Кастильо Марко был предназначен на слом; в противном случае он должен был вскоре развалиться сам. Номер Рейнера был похож на заброшенный съемочный павильон Голливуда: там имелась даже кровать с балдахином на витых столбиках, а по огромному потолку летали пыльные ангелы. Жужжание москитов, облепивших сетку на окне, вполне могло бы сойти за отзвук скрипок менестрелей на наружной галерее.
Рейнер не мог до конца поверить в то, что она была здесь. Они сидели, не зажигая света, чтобы не приманивать насекомых, хотя те уже успели пробраться в комнату. По стенам разливалось сияние уличных огней с Авениды дель Мар, и он видел ее лицо почти так же ясно, как и при дневном свете. Комнату наполнял ее аромат.
Она оставила «мерседес» невдалеке от причала вскоре после шести; он увидел ее прежде, чем она успела подойти к горам бревен, они дошли пешком до Авениды, взяли такси, и у входа в Кастильо он купил ей розовую орхидею. Этот вечер вполне мог происходить в Кенсингтоне.
– Простите мое опоздание, – сказала она.
– Я думал, что вы не приедете.
– Было… Оказалось не так просто уйти из дома.
– Почему вы пришли?
– Почему? – Она взглянула на огни Авениды за окном.
– Ладно. Вы собираетесь решиться рассказать мне. А я не ожидаю, что вы это сделаете.
– Теперь я могу доверять вам, – ответила она.
– Почему?
– Вы сказали, что полиция разыскивает вас, и в то же время пообещали каждый день приходить туда, где мы были. Я узнала ваше имя.
– Вы никому не говорили, где меня можно найти? – спросил он. – Я не имею в виду полицию. Кому-нибудь из ваших друзей. Скажем, Ибарре?
– У меня нет друзей. Именно поэтому я и пришла. Теперь я должна рассказать вам.
– Теперь у вас есть друг.
– Мне так кажется, – она попыталась улыбнуться.
– Теперь вы знаете, где я живу. Я у вас в руках. – Как смеялся бы Гейтс. Впрочем, к чертям Гейтса.

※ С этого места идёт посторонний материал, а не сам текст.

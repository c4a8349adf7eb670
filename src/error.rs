// src/error.rs
//! Public error type for the entire crate

use thiserror::Error;

#[derive(Error, Debug)]
pub enum CoreError {
    /// Unknown or unsupported algorithm, bad iteration count or key length
    #[error("Configuration error: {0}")]
    Configuration(String),

    #[error("Artifact decode failed: {0}")]
    Decode(#[from] DecodeError),

    /// Reported by the primitive backend and passed through unchanged
    #[error("Crypto primitive failed: {0}")]
    Primitive(#[source] Box<dyn std::error::Error + Send + Sync>),

    #[error("Value serialization failed: {0}")]
    Serialization(#[source] Box<dyn std::error::Error + Send + Sync>),

    #[error("IO error: {0}")]
    Io(#[from] std::io::Error),

    #[error("Invalid TOML: {0}")]
    Toml(#[from] toml::de::Error),
}

/// Why an encrypted artifact could not be taken apart
#[derive(Error, Debug)]
pub enum DecodeError {
    #[error("invalid base64: {0}")]
    InvalidBase64(#[from] base64::DecodeError),

    #[error("artifact is {len} bytes, need at least {min} (salt + iv)")]
    Truncated { len: usize, min: usize },

    #[error("ciphertext is {len} bytes, not a positive multiple of {block_size}")]
    Misaligned { len: usize, block_size: usize },
}

impl CoreError {
    pub(crate) fn config(msg: impl Into<String>) -> Self {
        CoreError::Configuration(msg.into())
    }

    /// Keeps the backend's own error as the source; plain messages box as-is
    pub(crate) fn primitive(err: impl Into<Box<dyn std::error::Error + Send + Sync>>) -> Self {
        CoreError::Primitive(err.into())
    }
}

impl From<base64::DecodeError> for CoreError {
    fn from(err: base64::DecodeError) -> Self {
        CoreError::Decode(DecodeError::InvalidBase64(err))
    }
}

pub type Result<T> = std::result::Result<T, CoreError>;
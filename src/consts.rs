// src/consts.rs
//! Shared constants: wire format parameters and defaults

use crate::enums::{CipherId, HashId};

/// Salt length of every artifact, independent of the cipher
pub const SALT_LEN: usize = 16;

/// Version of the default (cipher, hash, iterations) triple below.
///
/// Bump it whenever any of the three changes; config files that pin
/// `defaults_version` are rejected on mismatch.
pub const DEFAULTS_VERSION: u32 = 1;

pub const DEFAULT_CIPHER: CipherId = CipherId::AesCbc256;

pub const DEFAULT_HASH: HashId = HashId::Sha512;

// Legacy value; existing artifacts were produced with it
pub const DEFAULT_ITERATIONS: u32 = 1000;

/// Environment variable pointing at a TOML config file
pub const ENV_CONFIG_PATH: &str = "PBE_CONFIG";

pub const ENV_CIPHER: &str = "PBE_CIPHER";
pub const ENV_HASH: &str = "PBE_HASH";
pub const ENV_ITERATIONS: &str = "PBE_ITERATIONS";

/// Sub-directory of the platform config dir searched when `PBE_CONFIG` is unset
pub const CONFIG_DIR_NAME: &str = "pbe-crypt";
pub const CONFIG_FILE_NAME: &str = "config.toml";
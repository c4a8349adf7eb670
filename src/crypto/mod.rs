// src/crypto/mod.rs
//! Primitive backend. The only place that touches cipher, MAC and RNG crates
//!
//! Everything above this module talks to [`CryptoBackend`]. The default
//! [`RustCryptoBackend`] wires the RustCrypto block ciphers, modes and
//! digests; tests and embedders can supply their own.

mod backend;
mod decrypt;
mod encrypt;
mod mac;
mod random;

use std::collections::BTreeSet;

use crate::core::key::DerivedKey;
use crate::enums::{CipherId, HashId};
use crate::error::Result;

pub use backend::RustCryptoBackend;

/// A keyed pseudorandom function, i.e. HMAC with the passphrase as key
pub trait Prf: Send {
    fn output_len(&self) -> usize;

    fn compute(&self, message: &[u8]) -> Result<Vec<u8>>;
}

/// The external primitive library, seen from the pipeline
pub trait CryptoBackend: Send + Sync {
    /// Cipher identifiers this backend can run, before any denylist
    fn reported_ciphers(&self) -> BTreeSet<CipherId>;

    /// Hash identifiers this backend can key an HMAC with, before any denylist
    fn reported_hashes(&self) -> BTreeSet<HashId>;

    /// HMAC keyed once with `key`
    fn hmac(&self, hash: HashId, key: &[u8]) -> Result<Box<dyn Prf>>;

    /// Raw mode transform over block-aligned `data`; no padding is applied
    fn block_encrypt(
        &self,
        cipher: CipherId,
        key: &DerivedKey,
        iv: &[u8],
        data: &[u8],
    ) -> Result<Vec<u8>>;

    fn block_decrypt(
        &self,
        cipher: CipherId,
        key: &DerivedKey,
        iv: &[u8],
        data: &[u8],
    ) -> Result<Vec<u8>>;

    /// Fill `buf` from a cryptographically secure source
    fn fill_random(&self, buf: &mut [u8]) -> Result<()>;
}

impl<B: CryptoBackend + ?Sized> CryptoBackend for &B {
    fn reported_ciphers(&self) -> BTreeSet<CipherId> {
        (**self).reported_ciphers()
    }

    fn reported_hashes(&self) -> BTreeSet<HashId> {
        (**self).reported_hashes()
    }

    fn hmac(&self, hash: HashId, key: &[u8]) -> Result<Box<dyn Prf>> {
        (**self).hmac(hash, key)
    }

    fn block_encrypt(
        &self,
        cipher: CipherId,
        key: &DerivedKey,
        iv: &[u8],
        data: &[u8],
    ) -> Result<Vec<u8>> {
        (**self).block_encrypt(cipher, key, iv, data)
    }

    fn block_decrypt(
        &self,
        cipher: CipherId,
        key: &DerivedKey,
        iv: &[u8],
        data: &[u8],
    ) -> Result<Vec<u8>> {
        (**self).block_decrypt(cipher, key, iv, data)
    }

    fn fill_random(&self, buf: &mut [u8]) -> Result<()> {
        (**self).fill_random(buf)
    }
}
// src/config/mod.rs
//! Configuration system for pbe-crypt
//!
//! Lazily loaded (cipher, hash, iterations) defaults: TOML file + env overrides.
//! The pipeline itself never reads it; callers turn it into [`crate::PbeParams`].

pub use app::{config_path, load, resolve, try_load, Config, PbeSettings};
pub use defaults::{default_config, default_config_path};

mod app;
mod defaults;
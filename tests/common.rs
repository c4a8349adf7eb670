// tests/common.rs
//! Shared test utilities: logging setup

#[cfg(feature = "logging")]
use tracing_subscriber::{fmt, prelude::*, EnvFilter};

/// Initialize test-friendly logging
/// Call once at the start of any test that needs logs
#[allow(dead_code)]
pub fn setup() {
    #[cfg(feature = "logging")]
    tracing_subscriber::registry()
        .with(fmt::layer().with_test_writer()) // works in `cargo test`
        .with(EnvFilter::from_default_env()) // respects RUST_LOG=
        .try_init()
        .ok(); // idempotent

    #[cfg(not(feature = "logging"))]
    { /* no-op */ }
}
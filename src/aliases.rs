// src/aliases.rs
//! Re-exports secure-gate's ergonomic secret types
//!
//! These are the canonical secret containers used throughout pbe-crypt.
//! Everything here zeroizes on drop.

pub use secure_gate::dynamic_alias;

// Raw PBKDF2 output and the sub-keys split from it
dynamic_alias!(KeyMaterial, Vec<u8>);

// Cleartext after unpadding, before it is handed back to a codec
dynamic_alias!(ClearText, Vec<u8>);
// src/crypto/random.rs
use rand::rngs::OsRng;
use rand::TryRngCore;

use crate::error::{CoreError, Result};

/// Salt and IV bytes come straight from the operating system
pub(super) fn fill(buf: &mut [u8]) -> Result<()> {
    OsRng.try_fill_bytes(buf).map_err(CoreError::primitive)
}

– Почему вы спрашиваете меня об этом?
– Кому-то стало известно, что я должен там быть. Но это не важно. Наверно, за мной следили уже несколько дней. Но пожалуйста, не говорите никому, что я здесь остановился, даже если вы доверяете этому человеку.
– Я не могу доверять никому…
– Мне.
– Да, – она по-настоящему улыбнулась. Интересно, когда она так улыбалась последний раз. Он протянул в полутьме руку, и она взяла ее в свою.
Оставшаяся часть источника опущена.